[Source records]
╭──
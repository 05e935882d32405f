//! Processing notes: the audit trail of a discovery run.
//!
//! Every REJECT, SATURATED, merged duplicate and degraded collaborator call
//! leaves a note, so the final report explains each candidate that did not
//! count toward confidence.

use std::fmt;

use serde::{Deserialize, Serialize};

use crate::catalog::Category;

/// What a note records.
#[derive(Debug, Clone, Copy, PartialEq, Eq, Hash, PartialOrd, Ord, Serialize, Deserialize)]
#[serde(rename_all = "snake_case")]
pub enum NoteKind {
    Rejected,
    Saturated,
    MergedDuplicate,
    NoProgress,
    EvidenceCollection,
    ValidationService,
    Persistence,
    Cancelled,
    StopRequested,
    Budget,
}

impl fmt::Display for NoteKind {
    fn fmt(&self, f: &mut fmt::Formatter<'_>) -> fmt::Result {
        let s = match self {
            Self::Rejected => "rejected",
            Self::Saturated => "saturated",
            Self::MergedDuplicate => "merged_duplicate",
            Self::NoProgress => "no_progress",
            Self::EvidenceCollection => "evidence_collection",
            Self::ValidationService => "validation_service",
            Self::Persistence => "persistence",
            Self::Cancelled => "cancelled",
            Self::StopRequested => "stop_requested",
            Self::Budget => "budget",
        };
        f.write_str(s)
    }
}

/// A human-readable audit entry.
#[derive(Debug, Clone, PartialEq, Eq, Serialize, Deserialize)]
pub struct ProcessingNote {
    pub pass: u32,
    pub kind: NoteKind,

    #[serde(skip_serializing_if = "Option::is_none")]
    pub category: Option<Category>,

    pub message: String,
}

impl ProcessingNote {
    #[must_use]
    pub fn new(pass: u32, kind: NoteKind, message: impl Into<String>) -> Self {
        Self {
            pass,
            kind,
            category: None,
            message: message.into(),
        }
    }

    #[must_use]
    pub fn for_category(mut self, category: &Category) -> Self {
        self.category = Some(category.clone());
        self
    }

    /// Returns true for notes produced by a failing collaborator.
    #[must_use]
    pub const fn is_error(&self) -> bool {
        matches!(
            self.kind,
            NoteKind::EvidenceCollection | NoteKind::ValidationService | NoteKind::Persistence
        )
    }
}

impl fmt::Display for ProcessingNote {
    fn fmt(&self, f: &mut fmt::Formatter<'_>) -> fmt::Result {
        match &self.category {
            Some(category) => write!(
                f,
                "[pass {} {} {}] {}",
                self.pass, self.kind, category, self.message
            ),
            None => write!(f, "[pass {} {}] {}", self.pass, self.kind, self.message),
        }
    }
}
╰──
Aim of the exercise:
Write out exactly the lines that begin at the one containing "pub fn for_category(mut" and continue through the last line of the data, and only those.

Solution to this task:
    pub fn for_category(mut self, category: &Category) -> Self {
        self.category = Some(category.clone());
        self
    }

    /// Returns true for notes produced by a failing collaborator.
    #[must_use]
    pub const fn is_error(&self) -> bool {
        matches!(
            self.kind,
            NoteKind::EvidenceCollection | NoteKind::ValidationService | NoteKind::Persistence
        )
    }
}

impl fmt::Display for ProcessingNote {
    fn fmt(&self, f: &mut fmt::Formatter<'_>) -> fmt::Result {
        match &self.category {
            Some(category) => write!(
                f,
                "[pass {} {} {}] {}",
                self.pass, self.kind, category, self.message
            ),
            None => write!(f, "[pass {} {}] {}", self.pass, self.kind, self.message),
        }
    }
}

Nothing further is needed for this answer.